Course au cloud Amazon Microsoft : 200 milliards d’investissements

Course au cloud Amazon Microsoft : 200 milliards d’investissements

Deux cents milliards de dollars chacun. C'est le chiffre que Amazon et Microsoft se préparent à investir en 2026 pour étendre leurs centres de données, dans ce qui s'avère être la course au cloud la plus intense et la plus coûteuse de l'histoire. Derrière ces chiffres ahurissants se cache un pari existentiel : qui saura transformer cette dépense colossale en rendements concrets – et le faire assez vite pour ne pas perdre patience des investisseurs.

Points clés

  • Amazon et Microsoft investiront chacun environ 200 milliards de dollars dans les datacenters en 2026.
  • AWS détient le 28% du marché du cloudAzure 21% : ensemble, ils contrôlent la moitié du secteur.
  • Le retard d'AWS dépasse 364 milliards de dollars en obligations de bonne exécution résiduelles, à l'exclusion de l'accord de 100 milliards de dollars avec Anthropic.
  • Microsoft finance son expansion avec ses flux de trésorerie d'exploitation ; Amazon a plus que doublé sa dette obligataire, pour atteindre plus que cela 120 milliards de dollars.
  • La marge opérationnelle de Microsoft Intelligent Cloud est estimée à 47%contre 35 % pour AWS.

Investissements records : 200 milliards chacun pour dominer le cloud de l'IA

Ces dépenses sont sans précédent dans l’histoire du secteur technologique. Amazon et Microsoft s'apprêtent à investir environ 200 milliards de dollars chacun en 2026 pour étendre leurs centres de données.

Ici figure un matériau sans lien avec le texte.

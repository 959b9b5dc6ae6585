//! In-memory substrate.

use std::collections::BTreeMap;
use std::sync::atomic::{AtomicU64, Ordering};
use std::sync::{Mutex, MutexGuard, PoisonError};

use tracing::trace;

use super::KeyValueStore;
use crate::error::{Error, Result};

/// An in-memory key-value substrate.
///
/// Behaves like browser local storage: values are strings, writes are
/// synchronous, and an optional quota bounds the total size of keys plus
/// values. A write that would exceed the quota fails and leaves the
/// previous value in place.
#[derive(Debug, Default)]
pub struct MemoryStore {
    entries: Mutex<BTreeMap<String, String>>,
    quota: Option<usize>,
    writes: AtomicU64,
}

impl MemoryStore {
    /// Create an empty, unbounded store.
    #[must_use]
    pub fn new() -> Self {
        Self::default()
    }

    /// Create an empty store that holds at most `quota` bytes.
    #[must_use]
    pub fn with_quota(quota: usize) -> Self {
        Self {
            quota: Some(quota),
            ..Self::default()
        }
    }

    /// Number of successful writes since creation.
    #[must_use]
    pub fn write_count(&self) -> u64 {
        self.writes.load(Ordering::SeqCst)
    }

    /// Total bytes currently held (keys plus values).
    #[must_use]
    pub fn used_bytes(&self) -> usize {
        self.lock().iter().map(|(k, v)| k.len() + v.len()).sum()
    }

    fn lock(&self) -> MutexGuard<'_, BTreeMap<String, String>> {
        self.entries.lock().unwrap_or_else(PoisonError::into_inner)
    }
}

impl KeyValueStore for MemoryStore {
    fn read(&self, key: &str) -> Result<Option<String>> {
        Ok(self.lock().get(key).cloned())
    }

    fn write(&self, key: &str, value: &str) -> Result<()> {
        let mut entries = self.lock();

        if let Some(quota) = self.quota {
            let current: usize = entries.iter().map(|(k, v)| k.len() + v.len()).sum();
            let replaced = entries.get(key).map_or(0, |old| key.len() + old.len());
            let needed = current - replaced + key.len() + value.len();
            if needed > quota {
                return Err(Error::QuotaExceeded {
                    key: key.to_string(),
                    needed,
                    quota,
                });
            }
        }

        entries.insert(key.to_string(), value.to_string());
        self.writes.fetch_add(1, Ordering::SeqCst);
        trace!(key, bytes = value.len(), "memory write");
        Ok(())
    }

    fn delete(&self, key: &str) -> Result<()> {
        self.lock().remove(key);
        Ok(())
    }

    fn keys(&self) -> Result<Vec<String>> {
        Ok(self.lock().keys().cloned().collect())
    }
}
//! `SQLite` schema definitions for the durable substrate.

/// SQL statement to create the entries table holding every key-value pair.
pub const CREATE_ENTRIES_TABLE: &str = r"
CREATE TABLE IF NOT EXISTS entries (
    key TEXT PRIMARY KEY NOT NULL,
    value TEXT NOT NULL,
    updated_at TEXT NOT NULL DEFAULT (strftime('%Y-%m-%dT%H:%M:%fZ', 'now'))
)
";

/// SQL statement to create the metadata table for storing schema bookkeeping.
pub const CREATE_METADATA_TABLE: &str = r"
CREATE TABLE IF NOT EXISTS metadata (
    key TEXT PRIMARY KEY,
    value TEXT NOT NULL
)
";

/// Index used when enumerating entries by recency.
pub const CREATE_UPDATED_INDEX: &str = r"
CREATE INDEX IF NOT EXISTS idx_entries_updated ON entries(updated_at DESC)
";

/// All base schema creation statements in order.
pub const SCHEMA_STATEMENTS: &[&str] = &[
    CREATE_ENTRIES_TABLE,
    CREATE_METADATA_TABLE,
    CREATE_UPDATED_INDEX,
];

#[cfg(test)]
mod tests {
    use super::*;

    #[test]
    fn test_schema_statements_not_empty() {
        assert!(!SCHEMA_STATEMENTS.is_empty());
        for stmt in SCHEMA_STATEMENTS {
            assert!(!stmt.trim().is_empty());
        }
    }

    #[test]
    fn test_entries_table_columns() {
        assert!(CREATE_ENTRIES_TABLE.contains("key TEXT PRIMARY KEY"));
        assert!(CREATE_ENTRIES_TABLE.contains("value TEXT NOT NULL"));
        assert!(CREATE_ENTRIES_TABLE.contains("updated_at"));
    }
}
//! Configuration management for dashvault.
//!
//! This module provides configuration loading and validation using figment,
//! supporting TOML config files, environment variables, and defaults.

use std::path::PathBuf;
use std::time::Duration;

use figment::{
    providers::{Env, Format, Serialized, Toml},
    Figment,
};
use serde::{Deserialize, Serialize};

use crate::error::{Error, Result};

/// Default configuration file name.
const CONFIG_FILE_NAME: &str = "config.toml";

/// Default data directory name.
const DATA_DIR_NAME: &str = "dashvault";

/// Default database file name.
const DATABASE_FILE_NAME: &str = "userdata.db";

/// Prefix that namespaces every per-user record key.
pub const DEFAULT_KEY_PREFIX: &str = "user_data_";

/// Quiet period for debounced writes.
pub const DEFAULT_DEBOUNCE_MS: u64 = 500;

/// Application configuration.
///
/// Configuration is loaded from (in order of precedence, highest first):
/// 1. Environment variables (prefixed with `DASHVAULT_`, sections separated
///    by a double underscore, e.g. `DASHVAULT_PERSISTENCE__DEBOUNCE_MS`)
/// 2. TOML config file at `~/.config/dashvault/config.toml`
/// 3. Default values
#[derive(Debug, Clone, Default, PartialEq, Serialize, Deserialize)]
#[serde(default)]
pub struct Config {
    /// Storage configuration.
    pub storage: StorageConfig,
    /// Write behaviour configuration.
    pub persistence: PersistenceConfig,
}

/// Storage-related configuration.
#[derive(Debug, Clone, PartialEq, Serialize, Deserialize)]
#[serde(default)]
pub struct StorageConfig {
    /// Path to the database file.
    /// Defaults to `~/.local/share/dashvault/userdata.db`
    pub database_path: Option<PathBuf>,
    /// Prefix prepended to a user id to form its record key.
    pub key_prefix: String,
    /// Maximum total bytes the store may hold.
    /// Set to 0 for unlimited.
    pub quota_bytes: usize,
}

/// Write behaviour configuration.
#[derive(Debug, Clone, PartialEq, Serialize, Deserialize)]
#[serde(default)]
pub struct PersistenceConfig {
    /// Quiet period in milliseconds before a debounced write is flushed.
    pub debounce_ms: u64,
}

impl Default for StorageConfig {
    fn default() -> Self {
        Self {
            database_path: None, // Resolved at runtime
            key_prefix: DEFAULT_KEY_PREFIX.to_string(),
            quota_bytes: 0,
        }
    }
}

impl Default for PersistenceConfig {
    fn default() -> Self {
        Self {
            debounce_ms: DEFAULT_DEBOUNCE_MS,
        }
    }
}

impl Config {
    /// Load configuration from all sources.
    ///
    /// # Errors
    ///
    /// Returns an error if configuration loading or parsing fails.
    pub fn load() -> Result<Self> {
        Self::load_from(None)
    }

    /// Load configuration with an optional custom config path.
    ///
    /// # Errors
    ///
    /// Returns an error if configuration loading or parsing fails.
    pub fn load_from(config_path: Option<PathBuf>) -> Result<Self> {
        let config_file = config_path.unwrap_or_else(Self::default_config_path);

        let figment = Figment::new()
            .merge(Serialized::defaults(Config::default()))
            .merge(Toml::file(&config_file).nested())
            .merge(Env::prefixed("DASHVAULT_").split("__"));

        let config: Config = figment.extract()?;
        config.validate()?;
        Ok(config)
    }

    /// Get the default configuration file path.
    #[must_use]
    pub fn default_config_path() -> PathBuf {
        dirs::config_dir()
            .unwrap_or_else(|| PathBuf::from(".config"))
            .join(DATA_DIR_NAME)
            .join(CONFIG_FILE_NAME)
    }

    /// Get the default data directory path.
    #[must_use]
    pub fn default_data_dir() -> PathBuf {
        dirs::data_local_dir()
            .unwrap_or_else(|| PathBuf::from(".local/share"))
            .join(DATA_DIR_NAME)
    }

    /// Validate the configuration.
    ///
    /// # Errors
    ///
    /// Returns an error if any configuration values are invalid.
    pub fn validate(&self) -> Result<()> {
        if self.storage.key_prefix.is_empty() {
            return Err(Error::ConfigValidation {
                message: "key_prefix must not be empty".to_string(),
            });
        }

        // Reserved keys must never look like a namespaced record
        let reserved = [
            crate::accounts::SESSION_KEY,
            crate::accounts::USERS_KEY,
            crate::accounts::RESET_TOKENS_KEY,
        ]
        .into_iter()
        .chain(crate::store::legacy::LEGACY_KEYS);
        for key in reserved {
            if key.starts_with(&self.storage.key_prefix) {
                return Err(Error::ConfigValidation {
                    message: format!(
                        "key_prefix '{}' collides with reserved key '{key}'",
                        self.storage.key_prefix
                    ),
                });
            }
        }

        if self.persistence.debounce_ms == 0 {
            return Err(Error::ConfigValidation {
                message: "debounce_ms must be greater than 0".to_string(),
            });
        }

        Ok(())
    }

    /// Get the database path, resolving defaults if not set.
    #[must_use]
    pub fn database_path(&self) -> PathBuf {
        self.storage
            .database_path
            .clone()
            .unwrap_or_else(|| Self::default_data_dir().join(DATABASE_FILE_NAME))
    }

    /// Get the storage quota, `None` when unlimited.
    #[must_use]
    pub fn quota(&self) -> Option<usize> {
        if self.storage.quota_bytes == 0 {
            None
        } else {
            Some(self.storage.quota_bytes)
        }
    }

    /// Get the debounce quiet period as a Duration.
    #[must_use]
    pub fn debounce(&self) -> Duration {
        Duration::from_millis(self.persistence.debounce_ms)
    }
}
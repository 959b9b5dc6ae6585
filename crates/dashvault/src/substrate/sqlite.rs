//! `SQLite`-backed durable substrate.

use std::path::{Path, PathBuf};
use std::sync::{Mutex, MutexGuard, PoisonError};

use chrono::{DateTime, SecondsFormat, Utc};
use rusqlite::{params, Connection, OptionalExtension};
use tracing::{debug, info, trace};

use super::{migrations, KeyValueStore};
use crate::error::{Error, Result};

/// Durable key-value substrate stored in a single `SQLite` table.
///
/// Every key is one row of `entries`. Writes are single upserts, so a
/// record either lands whole or not at all.
#[derive(Debug)]
pub struct SqliteStore {
    /// Path to the database file.
    path: PathBuf,
    /// Database connection, shared with debounce timer tasks.
    conn: Mutex<Connection>,
    /// Optional limit on total key plus value bytes.
    quota: Option<usize>,
}

impl SqliteStore {
    /// Open or create a store at the given path.
    ///
    /// Creates the parent directories and database file if they don't exist
    /// and brings the schema up to date.
    ///
    /// # Errors
    ///
    /// Returns an error if the database cannot be opened or migrated.
    pub fn open(path: impl AsRef<Path>) -> Result<Self> {
        let path = path.as_ref().to_path_buf();

        if let Some(parent) = path.parent() {
            if !parent.as_os_str().is_empty() && !parent.exists() {
                std::fs::create_dir_all(parent).map_err(|source| Error::DirectoryCreate {
                    path: parent.to_path_buf(),
                    source,
                })?;
            }
        }

        debug!("Opening database at {}", path.display());
        let conn = Connection::open(&path).map_err(|source| Error::DatabaseOpen {
            path: path.clone(),
            source,
        })?;

        conn.execute_batch("PRAGMA journal_mode=WAL; PRAGMA synchronous=NORMAL;")?;
        migrations::initialize_schema(&conn)?;

        info!("Database opened at {}", path.display());
        Ok(Self {
            path,
            conn: Mutex::new(conn),
            quota: None,
        })
    }

    /// Create an in-memory store for testing.
    ///
    /// # Errors
    ///
    /// Returns an error if the in-memory database cannot be created.
    pub fn open_in_memory() -> Result<Self> {
        let conn = Connection::open_in_memory().map_err(|source| Error::DatabaseOpen {
            path: PathBuf::from(":memory:"),
            source,
        })?;

        migrations::initialize_schema(&conn)?;

        Ok(Self {
            path: PathBuf::from(":memory:"),
            conn: Mutex::new(conn),
            quota: None,
        })
    }

    /// Limit the total bytes this store may hold.
    #[must_use]
    pub fn with_quota(mut self, quota: Option<usize>) -> Self {
        self.quota = quota;
        self
    }

    /// Get the path to the database file.
    #[must_use]
    pub fn path(&self) -> &Path {
        &self.path
    }

    /// Get statistics about the store.
    ///
    /// `record_prefix` selects which keys count as user records.
    ///
    /// # Errors
    ///
    /// Returns an error if the database operation fails.
    pub fn stats(&self, record_prefix: &str) -> Result<SubstrateStats> {
        let conn = self.lock();

        let total_entries: i64 =
            conn.query_row("SELECT COUNT(*) FROM entries", [], |row| row.get(0))?;

        let user_records: i64 = conn.query_row(
            "SELECT COUNT(*) FROM entries WHERE substr(key, 1, length(?1)) = ?1",
            [record_prefix],
            |row| row.get(0),
        )?;

        let total_bytes: i64 = conn.query_row(
            "SELECT COALESCE(SUM(length(CAST(key AS BLOB)) + length(CAST(value AS BLOB))), 0) FROM entries",
            [],
            |row| row.get(0),
        )?;

        let newest: Option<String> = conn
            .query_row(
                "SELECT updated_at FROM entries ORDER BY updated_at DESC LIMIT 1",
                [],
                |row| row.get(0),
            )
            .optional()?;
        drop(conn);

        let last_update = newest
            .and_then(|s| DateTime::parse_from_rfc3339(&s).ok())
            .map(|dt| dt.with_timezone(&Utc));

        let db_size_bytes = if self.path.to_string_lossy() == ":memory:" {
            0
        } else {
            std::fs::metadata(&self.path).map(|m| m.len()).unwrap_or(0)
        };

        Ok(SubstrateStats {
            total_entries,
            user_records,
            total_bytes: u64::try_from(total_bytes).unwrap_or(0),
            last_update,
            db_size_bytes,
        })
    }

    fn lock(&self) -> MutexGuard<'_, Connection> {
        self.conn.lock().unwrap_or_else(PoisonError::into_inner)
    }

    fn check_quota(&self, conn: &Connection, key: &str, value: &str) -> Result<()> {
        let Some(quota) = self.quota else {
            return Ok(());
        };

        let others: i64 = conn
            .query_row(
                "SELECT COALESCE(SUM(length(CAST(key AS BLOB)) + length(CAST(value AS BLOB))), 0) FROM entries WHERE key != ?1",
                [key],
                |row| row.get(0),
            )
            .map_err(|e| Error::storage_write(key, e.to_string()))?;

        let needed = usize::try_from(others).unwrap_or(usize::MAX) + key.len() + value.len();
        if needed > quota {
            return Err(Error::QuotaExceeded {
                key: key.to_string(),
                needed,
                quota,
            });
        }
        Ok(())
    }
}

impl KeyValueStore for SqliteStore {
    fn read(&self, key: &str) -> Result<Option<String>> {
        self.lock()
            .query_row("SELECT value FROM entries WHERE key = ?1", [key], |row| {
                row.get(0)
            })
            .optional()
            .map_err(|e| Error::storage_read(key, e.to_string()))
    }

    fn write(&self, key: &str, value: &str) -> Result<()> {
        let conn = self.lock();
        self.check_quota(&conn, key, value)?;

        let now = Utc::now().to_rfc3339_opts(SecondsFormat::Millis, true);
        conn.execute(
            r"
            INSERT INTO entries (key, value, updated_at) VALUES (?1, ?2, ?3)
            ON CONFLICT(key) DO UPDATE SET value = excluded.value, updated_at = excluded.updated_at
            ",
            params![key, value, now],
        )
        .map_err(|e| Error::storage_write(key, e.to_string()))?;

        trace!(key, bytes = value.len(), "sqlite write");
        Ok(())
    }

    fn delete(&self, key: &str) -> Result<()> {
        self.lock()
            .execute("DELETE FROM entries WHERE key = ?1", [key])
            .map_err(|e| Error::storage_write(key, e.to_string()))?;
        Ok(())
    }

    fn keys(&self) -> Result<Vec<String>> {
        let conn = self.lock();
        let mut stmt = conn.prepare("SELECT key FROM entries ORDER BY rowid")?;
        let keys = stmt
            .query_map([], |row| row.get(0))?
            .collect::<std::result::Result<Vec<String>, _>>()?;
        Ok(keys)
    }

    fn len(&self) -> Result<usize> {
        let count: i64 = self
            .lock()
            .query_row("SELECT COUNT(*) FROM entries", [], |row| row.get(0))?;
        Ok(usize::try_from(count).unwrap_or(0))
    }
}

/// Statistics about a durable store.
#[derive(Debug, Clone, PartialEq, Eq)]
pub struct SubstrateStats {
    /// Number of keys stored (records, sessions, legacy keys).
    pub total_entries: i64,
    /// Number of keys carrying the user record prefix.
    pub user_records: i64,
    /// Bytes of keys plus values.
    pub total_bytes: u64,
    /// When any entry was last written.
    pub last_update: Option<DateTime<Utc>>,
    /// Size of the database file in bytes.
    pub db_size_bytes: u64,
}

Ce n’est pas de la spéculation. Le PDG d'Amazon, Andy Jassya écrit sans ambages aux actionnaires : « Nous n’investissons pas environ 200 milliards de dollars en investissements en 2026 sur la base d’une intuition. Une grande partie de ce qu'AWS prévoit de dépenser en 2026, qui sera monétisé en 2027-2028, est déjà couverte par les engagements des clients. Parmi ceux-ci figure un engagement d’OpenAI de plus de 100 milliards de dollars.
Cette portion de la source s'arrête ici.